Antimicrobial Agents and Chemotherapy ◽

10.1128/aac.01216-15 ◽

2015 ◽

Vol 59 (12) ◽

pp. 7489-7496 ◽

Cited By ~ 15

Author(s):

Bo Yun ◽

Mohammad A. K. Azad ◽

Cameron J. Nowell ◽

Roger L. Nation ◽

Philip E. Thompson ◽

...

Keyword(s):

Cellular Uptake ◽

Rat Kidney ◽

Antimicrobial Activities ◽

Core Structure ◽

Confocal Imaging ◽

Limiting Factor ◽

Tubular Cells ◽

Renal Tubular Cells ◽

Renal Tubular ◽

Apoptotic Effects

ABSTRACTPolymyxins are cyclic lipopeptide antibiotics that serve as a last line of defense against Gram-negative bacterial superbugs. However, the extensive accumulation of polymyxins in renal tubular cells can lead to nephrotoxicity, which is the major dose-limiting factor in clinical use. In order to gain further insights into the mechanism of polymyxin-induced nephrotoxicity, we have rationally designed novel fluorescent polymyxin probes to examine the localization of polymyxins in rat renal tubular (NRK-52E) cells. Our design strategy focused on incorporating a dansyl fluorophore at the hydrophobic centers of the polymyxin core structure.
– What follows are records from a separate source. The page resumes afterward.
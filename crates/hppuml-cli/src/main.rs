//! hppuml CLI - Convert C++ header files to PlantUML class diagrams

mod cli;

use clap::Parser;

fn main() {
    let cli_args = cli::Cli::parse();

    let app = cli::HppumlApp::new();

    if let Err(e) = app.run(cli_args) {
        eprintln!("Error: {}", e);
        std::process::exit(1);
    }
}
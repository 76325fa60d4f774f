//! Shared chumsky parser utilities for C/C++ source text
//!
//! Everything here recognizes text the header lexer throws away:
//! whitespace, comments and preprocessor directives.

use chumsky::prelude::*;

/// Parser extra used by the header lexer: rich errors carrying spans
pub type LexExtra<'src> = extra::Err<Rich<'src, char>>;

/// Parse a single whitespace character, including form feeds.
pub fn whitespace_char<'src>() -> impl Parser<'src, &'src str, (), LexExtra<'src>> + Clone {
    one_of(" \t\n\r\x0c\x0b").ignored()
}

/// Parse a `//` comment up to (not including) the end of line.
pub fn line_comment<'src>() -> impl Parser<'src, &'src str, (), LexExtra<'src>> + Clone {
    just("//").then(none_of('\n').repeated()).ignored()
}

/// Parse a `/* ... */` comment.
pub fn block_comment<'src>() -> impl Parser<'src, &'src str, (), LexExtra<'src>> + Clone {
    just("/*")
        .then(any().and_is(just("*/").not()).repeated())
        .then(just("*/"))
        .ignored()
}

/// Parse a preprocessor directive, following `\` line continuations.
pub fn preprocessor_line<'src>() -> impl Parser<'src, &'src str, (), LexExtra<'src>> + Clone {
    let continuation = just('\\')
        .then(just('\r').or_not())
        .then(just('\n'))
        .ignored();

    just('#')
        .then(continuation.or(none_of('\n').ignored()).repeated())
        .ignored()
}

/// Parse any amount of whitespace, comments and preprocessor lines.
pub fn trivia<'src>() -> impl Parser<'src, &'src str, (), LexExtra<'src>> + Clone {
    choice((
        whitespace_char(),
        line_comment(),
        block_comment(),
        preprocessor_line(),
    ))
    .repeated()
    .ignored()
}

#[cfg(test)]
mod tests {
    use super::*;

    #[test]
    fn test_line_comment() {
        let parser = line_comment().then_ignore(end());
        assert!(parser.parse("// a comment").into_result().is_ok());
        assert!(parser.parse("//").into_result().is_ok());
        assert!(parser.parse("/ not a comment").into_result().is_err());
    }

    #[test]
    fn test_block_comment() {
        let parser = block_comment().then_ignore(end());
        assert!(parser.parse("/* one */").into_result().is_ok());
        assert!(parser.parse("/* multi\n * line\n */").into_result().is_ok());
        assert!(parser.parse("/* unterminated").into_result().is_err());
    }

    #[test]
    fn test_preprocessor_line() {
        let parser = preprocessor_line().then_ignore(end());
        assert!(parser.parse("#include <vector>").into_result().is_ok());
        assert!(parser
            .parse("#define MAX(a, b) \\\n  ((a) > (b) ? (a) : (b))")
            .into_result()
            .is_ok());
    }

    #[test]
    fn test_trivia_stops_at_code() {
        let parser = trivia().then(just("class")).then_ignore(end());
        assert!(parser
            .parse("  // header\n#pragma once\n/* doc */\nclass")
            .into_result()
            .is_ok());
        assert!(parser.parse("class").into_result().is_ok());
    }
}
To this end, four novel regioselectively labeled monodansylated polymyxin B probes (MIPS-9541, MIPS-9542, MIPS-9543, and MIPS-9544) were designed, synthesized, and screened for their antimicrobial activities and apoptotic effects against rat kidney proximal tubular cells. On the basis of the assessment of antimicrobial activities, cellular uptake, and apoptotic effects on renal tubular cells, incorporation of a dansyl fluorophore at either position 6 or 7 (MIPS-9543 and MIPS-9544, respectively) of the polymyxin core structure appears to be an appropriate strategy for generating representative fluorescent polymyxin probes to be utilized in intracellular imaging and mechanistic studies. Furthermore, confocal imaging experiments utilizing these probes showed evidence of partial colocalization of the polymyxins with both the endoplasmic reticulum and mitochondria in rat renal tubular cells. Our results highlight the value of these new fluorescent polymyxin probes and provide further insights into the mechanism of polymyxin-induced nephrotoxicity.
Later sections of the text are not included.